ISSUE: Has the father the right to compel the use of his surname by his illegitimate children upon his recognition of their filiation?
RULING: Art. 176 of the Family Code, originally phrased as follows: "Illegitimate children shall use the surname and shall be under the parental authority of their mother, and shall be entitled to support in conformity with this Code. The legitime of each illegitimate child shall consist of one-half of the legitime of a legitimate child. Except for this modification, all other provisions in the Civil Code governing successional rights shall remain in force."
This provision was later amended on March 19, 2004 by RA 9255 which now reads: Art. 176. Illegitimate children shall use the surname and shall be under the parental authority of their mother, and shall be entitled to support in conformity with this Code. However, illegitimate children may use the surname of their father if their filiation has been expressly recognized by their father through the record of birth appearing in the civil register, or when an admission in a public document or private handwritten instrument is made by the father. Provided, the father has the right to institute an action before the regular courts to prove non-filiation during his lifetime. The legitime of each illegitimate child shall consist of one-half of the legitime of a legitimate child.

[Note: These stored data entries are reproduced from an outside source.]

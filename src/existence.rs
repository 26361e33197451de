use serde::{Deserialize, Serialize};

use crate::domain::RemoteFileName;
use crate::error::RepackError;
use crate::repository::{RemoteEntry, RepositoryClient, SearchQuery};

/// Rule turning a search hit count into "the file exists".
#[derive(Debug, Clone, Copy, PartialEq, Eq, Default, Deserialize, Serialize)]
#[serde(rename_all = "snake_case")]
pub enum ExistencePredicate {
    #[default]
    AtLeastOne,
    /// Only more than one hit counts as existing.
    MoreThanOne,
}

impl ExistencePredicate {
    pub fn exists(self, matches: usize) -> bool {
        match self {
            ExistencePredicate::AtLeastOne => matches >= 1,
            ExistencePredicate::MoreThanOne => matches > 1,
        }
    }
}

#[derive(Debug, Clone, Copy, PartialEq, Eq, Serialize)]
#[serde(rename_all = "lowercase")]
pub enum WritePolicy {
    /// New monthly file, opened with the header block.
    Create,
    /// Rows are added to an existing monthly file without any header.
    Append,
}

impl WritePolicy {
    pub fn decide(remote_exists: bool, local_exists: bool) -> Self {
        if remote_exists || local_exists {
            WritePolicy::Append
        } else {
            WritePolicy::Create
        }
    }
}

#[derive(Debug, Clone)]
pub struct RemoteStatus {
    pub exists: bool,
    pub entry: Option<RemoteEntry>,
}

pub struct RemoteExistenceChecker<'a, C: RepositoryClient> {
    client: &'a C,
    predicate: ExistencePredicate,
}

impl<'a, C: RepositoryClient> RemoteExistenceChecker<'a, C> {
    pub fn new(client: &'a C, predicate: ExistencePredicate) -> Self {
        Self { client, predicate }
    }

    pub fn check(&self, name: &RemoteFileName) -> Result<RemoteStatus, RepackError> {
        let filename = name.to_string();
        let results = self.client.search(&SearchQuery::filename(&filename))?;
        let exists = self.predicate.exists(results.len());
        tracing::debug!(
            filename = %filename,
            matches = results.len(),
            exists,
            "remote existence check"
        );
        if exists && results.len() > 1 {
            tracing::warn!(
                filename = %filename,
                matches = results.len(),
                "several remote copies found, appending to the newest"
            );
        }
        Ok(RemoteStatus {
            exists,
            entry: if exists { newest(results) } else { None },
        })
    }
}

/// Latest upload by `created_at`, then `id`; ties go to the later result.
fn newest(entries: Vec<RemoteEntry>) -> Option<RemoteEntry> {
    entries
        .into_iter()
        .enumerate()
        .max_by(|(a_pos, a), (b_pos, b)| {
            (a.created_at(), a.id(), a_pos).cmp(&(b.created_at(), b.id(), b_pos))
        })
        .map(|(_, entry)| entry)
}

#[cfg(test)]
mod tests {
    use super::*;

    #[test]
    fn predicates() {
        assert!(!ExistencePredicate::AtLeastOne.exists(0));
        assert!(ExistencePredicate::AtLeastOne.exists(1));
        assert!(!ExistencePredicate::MoreThanOne.exists(1));
        assert!(ExistencePredicate::MoreThanOne.exists(2));
    }

    #[test]
    fn policy() {
        assert_eq!(WritePolicy::decide(false, false), WritePolicy::Create);
        assert_eq!(WritePolicy::decide(true, false), WritePolicy::Append);
        assert_eq!(WritePolicy::decide(false, true), WritePolicy::Append);
    }

    struct Copies(Vec<RemoteEntry>);

    impl RepositoryClient for Copies {
        fn search(&self, _query: &SearchQuery) -> Result<Vec<RemoteEntry>, RepackError> {
            Ok(self.0.clone())
        }

        fn download(
            &self,
            _entry: &RemoteEntry,
            _destination: &std::path::Path,
        ) -> Result<u64, RepackError> {
            Err(RepackError::RepositoryHttp("not used".to_string()))
        }

        fn upload(
            &self,
            _file: &std::path::Path,
            _metadata: &crate::repository::UploadMetadata,
        ) -> Result<(), RepackError> {
            Err(RepackError::RepositoryHttp("not used".to_string()))
        }
    }

    fn copy(url: &str, created_at: &str, id: u64) -> RemoteEntry {
        let mut entry = RemoteEntry::new("S39_R3_ENVVARS_NOV2017.csv", url);
        entry
            .extra
            .insert("created_at".to_string(), serde_json::json!(created_at));
        entry.extra.insert("id".to_string(), serde_json::json!(id));
        entry
    }

    fn name() -> RemoteFileName {
        let date = chrono::NaiveDate::from_ymd_opt(2017, 11, 1).unwrap();
        RemoteFileName::new("S39", crate::domain::RoomNumber::new(3).unwrap(), date)
    }

    #[test]
    fn newest_copy_is_used_for_append() {
        let client = Copies(vec![
            copy("https://repo/2", "2017-11-02T01:00:00Z", 2),
            copy("https://repo/9", "2017-11-09T01:00:00Z", 9),
            copy("https://repo/5", "2017-11-05T01:00:00Z", 5),
        ]);
        let status = RemoteExistenceChecker::new(&client, ExistencePredicate::AtLeastOne)
            .check(&name())
            .unwrap();
        assert!(status.exists);
        assert_eq!(status.entry.unwrap().url, "https://repo/9");
    }

    #[test]
    fn copies_without_metadata_take_the_last_result() {
        let client = Copies(vec![
            RemoteEntry::new("S39_R3_ENVVARS_NOV2017.csv", "https://repo/a"),
            RemoteEntry::new("S39_R3_ENVVARS_NOV2017.csv", "https://repo/b"),
        ]);
        let status = RemoteExistenceChecker::new(&client, ExistencePredicate::AtLeastOne)
            .check(&name())
            .unwrap();
        assert_eq!(status.entry.unwrap().url, "https://repo/b");
    }

    #[test]
    fn single_copy_below_threshold_is_absent() {
        let client = Copies(vec![copy("https://repo/1", "2017-11-01T01:00:00Z", 1)]);
        let status = RemoteExistenceChecker::new(&client, ExistencePredicate::MoreThanOne)
            .check(&name())
            .unwrap();
        assert!(!status.exists);
        assert!(status.entry.is_none());
    }

    #[test]
    fn predicate_from_config_value() {
        let predicate: ExistencePredicate = serde_json::from_str("\"more_than_one\"").unwrap();
        assert_eq!(predicate, ExistencePredicate::MoreThanOne);
    }
}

The general rule is that an illegitimate child shall use the surname of his or her mother. The exception provided by RA 9255 is, in case his or her filiation is expressly recognized by the father through the record of birth appearing in the civil register or when an admission in a public document or private handwritten instrument is made by the father. In such a situation, the illegitimate child may use the surname of the father.
In the case at bar, respondent filed a petition for judicial approval of recognition of the filiation of the two children with the prayer for the correction or change of the surname of the minors from Grande to Antonio when a public document acknowledged before a notary public under Sec. 19, Rule 132 of the Rules of Court is enough to establish the paternity of his children. But he wanted more: a judicial conferment of parental authority, parental custody, and an official declaration of his childrens surname as Antonio.
Art. 176 gives illegitimate children the right to decide if they want to use the surname of their father or not. It is not the father (herein respondent) or the mother (herein petitioner) who is granted by law the right to dictate the surname of their illegitimate children.
Nothing is more settled than that when the law is clear and free from ambiguity, it must be taken to mean what it says and it must be given its literal meaning free from any interpretation. Respondents position that the court can order the minors to use his surname, therefore, has no legal basis.
On its face, Art. 176, as amended, is free from ambiguity. And where there is no ambiguity, one must abide by its words. The use of the word "may" in the provision readily shows that an acknowledged illegitimate child is under no compulsion to use the surname of his illegitimate father. The word "may" is permissive and operates to confer discretion upon the illegitimate children.
An argument, however, may be advanced advocating the mandatory use of the fathers surname upon his recognition of his illegitimate children, citing the Implementing Rules and Regulations (IRR) of RA 9255.
An administrative issuance cannot amend a legislative act. In MCC Industrial Sales Corp. v. Ssangyong Corporation, G.R No 170633, October 17, 2007 We held: After all, the power of administrative officials to promulgate rules in the implementation of a statute is necessarily limited to what is found in the legislative enactment itself. The implementing rules and regulations of a law cannot extend the law or expand its coverage, as the power to amend or repeal a statute is vested in the Legislature. Thus, if a discrepancy occurs between the basic law and an implementing rule or regulation, it is the former that prevails, because the law cannot be broadened by a mere administrative issuance an administrative agency certainly cannot amend an act of Congress.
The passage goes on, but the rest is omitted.